## Exercise
Look below for the line containing "pub fn anchor_features(point: Coordinate, anchors: &[Anchor])" and the line containing "let mut features = [0.0; 6];"; repeat exactly those two lines and all lines between them, and nothing else.

## Excerpts from a dataset
---

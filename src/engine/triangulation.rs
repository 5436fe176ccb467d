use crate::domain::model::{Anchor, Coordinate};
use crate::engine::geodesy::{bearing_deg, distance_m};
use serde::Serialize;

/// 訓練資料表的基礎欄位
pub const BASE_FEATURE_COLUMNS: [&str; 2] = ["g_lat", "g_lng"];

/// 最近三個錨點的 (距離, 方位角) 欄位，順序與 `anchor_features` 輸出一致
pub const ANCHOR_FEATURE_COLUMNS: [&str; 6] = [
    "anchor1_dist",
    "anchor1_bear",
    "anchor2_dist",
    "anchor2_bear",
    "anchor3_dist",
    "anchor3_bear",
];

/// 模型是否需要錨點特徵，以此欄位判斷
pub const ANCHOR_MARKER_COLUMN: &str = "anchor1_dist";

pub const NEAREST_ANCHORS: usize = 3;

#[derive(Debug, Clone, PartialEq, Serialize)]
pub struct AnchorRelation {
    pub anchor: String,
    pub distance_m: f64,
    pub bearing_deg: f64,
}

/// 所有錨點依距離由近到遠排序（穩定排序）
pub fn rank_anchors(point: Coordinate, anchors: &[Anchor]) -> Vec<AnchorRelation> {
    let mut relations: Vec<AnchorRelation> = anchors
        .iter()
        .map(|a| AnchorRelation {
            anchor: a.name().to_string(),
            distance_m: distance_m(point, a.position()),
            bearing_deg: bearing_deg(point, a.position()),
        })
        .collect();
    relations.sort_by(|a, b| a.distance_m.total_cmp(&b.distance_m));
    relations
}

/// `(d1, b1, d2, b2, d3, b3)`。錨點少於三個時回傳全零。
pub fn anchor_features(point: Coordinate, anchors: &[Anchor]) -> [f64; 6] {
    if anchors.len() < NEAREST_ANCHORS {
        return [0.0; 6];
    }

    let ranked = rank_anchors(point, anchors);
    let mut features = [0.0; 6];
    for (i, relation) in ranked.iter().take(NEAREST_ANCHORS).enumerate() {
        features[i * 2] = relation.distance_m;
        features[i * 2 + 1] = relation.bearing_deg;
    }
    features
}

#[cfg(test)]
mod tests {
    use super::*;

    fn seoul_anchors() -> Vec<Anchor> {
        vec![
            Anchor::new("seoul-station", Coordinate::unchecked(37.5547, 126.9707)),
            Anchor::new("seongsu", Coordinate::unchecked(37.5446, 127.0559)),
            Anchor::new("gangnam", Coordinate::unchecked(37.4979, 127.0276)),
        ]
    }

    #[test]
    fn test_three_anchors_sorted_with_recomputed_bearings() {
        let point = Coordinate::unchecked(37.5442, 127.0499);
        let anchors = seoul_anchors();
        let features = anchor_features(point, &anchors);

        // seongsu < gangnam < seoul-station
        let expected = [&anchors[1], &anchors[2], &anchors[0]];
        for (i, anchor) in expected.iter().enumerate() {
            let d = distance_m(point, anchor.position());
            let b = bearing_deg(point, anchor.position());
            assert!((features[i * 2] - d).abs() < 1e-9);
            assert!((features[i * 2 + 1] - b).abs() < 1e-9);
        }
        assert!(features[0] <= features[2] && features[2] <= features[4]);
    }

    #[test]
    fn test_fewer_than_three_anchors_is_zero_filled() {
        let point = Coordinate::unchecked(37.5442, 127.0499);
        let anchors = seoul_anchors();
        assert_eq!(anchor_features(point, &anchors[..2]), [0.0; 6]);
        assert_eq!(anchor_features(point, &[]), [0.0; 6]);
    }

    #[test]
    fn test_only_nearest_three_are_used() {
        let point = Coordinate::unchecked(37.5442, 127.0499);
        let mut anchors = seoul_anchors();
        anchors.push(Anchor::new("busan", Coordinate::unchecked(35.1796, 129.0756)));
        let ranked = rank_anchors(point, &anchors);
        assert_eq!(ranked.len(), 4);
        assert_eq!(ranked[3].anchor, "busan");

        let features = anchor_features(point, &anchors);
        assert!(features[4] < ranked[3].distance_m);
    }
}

---

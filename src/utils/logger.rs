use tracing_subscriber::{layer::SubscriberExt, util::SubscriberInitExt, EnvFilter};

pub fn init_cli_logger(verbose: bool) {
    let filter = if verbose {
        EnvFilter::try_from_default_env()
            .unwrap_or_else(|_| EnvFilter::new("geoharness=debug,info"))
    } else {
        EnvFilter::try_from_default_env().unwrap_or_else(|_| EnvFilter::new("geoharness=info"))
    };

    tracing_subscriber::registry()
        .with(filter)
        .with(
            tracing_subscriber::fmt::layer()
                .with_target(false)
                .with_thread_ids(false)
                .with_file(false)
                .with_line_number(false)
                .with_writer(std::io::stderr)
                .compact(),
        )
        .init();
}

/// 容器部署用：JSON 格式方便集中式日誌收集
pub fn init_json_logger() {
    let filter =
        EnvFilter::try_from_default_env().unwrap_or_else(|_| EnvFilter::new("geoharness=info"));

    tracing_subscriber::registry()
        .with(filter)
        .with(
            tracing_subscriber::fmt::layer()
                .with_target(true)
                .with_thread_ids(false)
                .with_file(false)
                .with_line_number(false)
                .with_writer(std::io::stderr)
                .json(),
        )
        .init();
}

---

## Problem solution
pub fn anchor_features(point: Coordinate, anchors: &[Anchor]) -> [f64; 6] {
    if anchors.len() < NEAREST_ANCHORS {
        return [0.0; 6];
    }

    let ranked = rank_anchors(point, anchors);
    let mut features = [0.0; 6];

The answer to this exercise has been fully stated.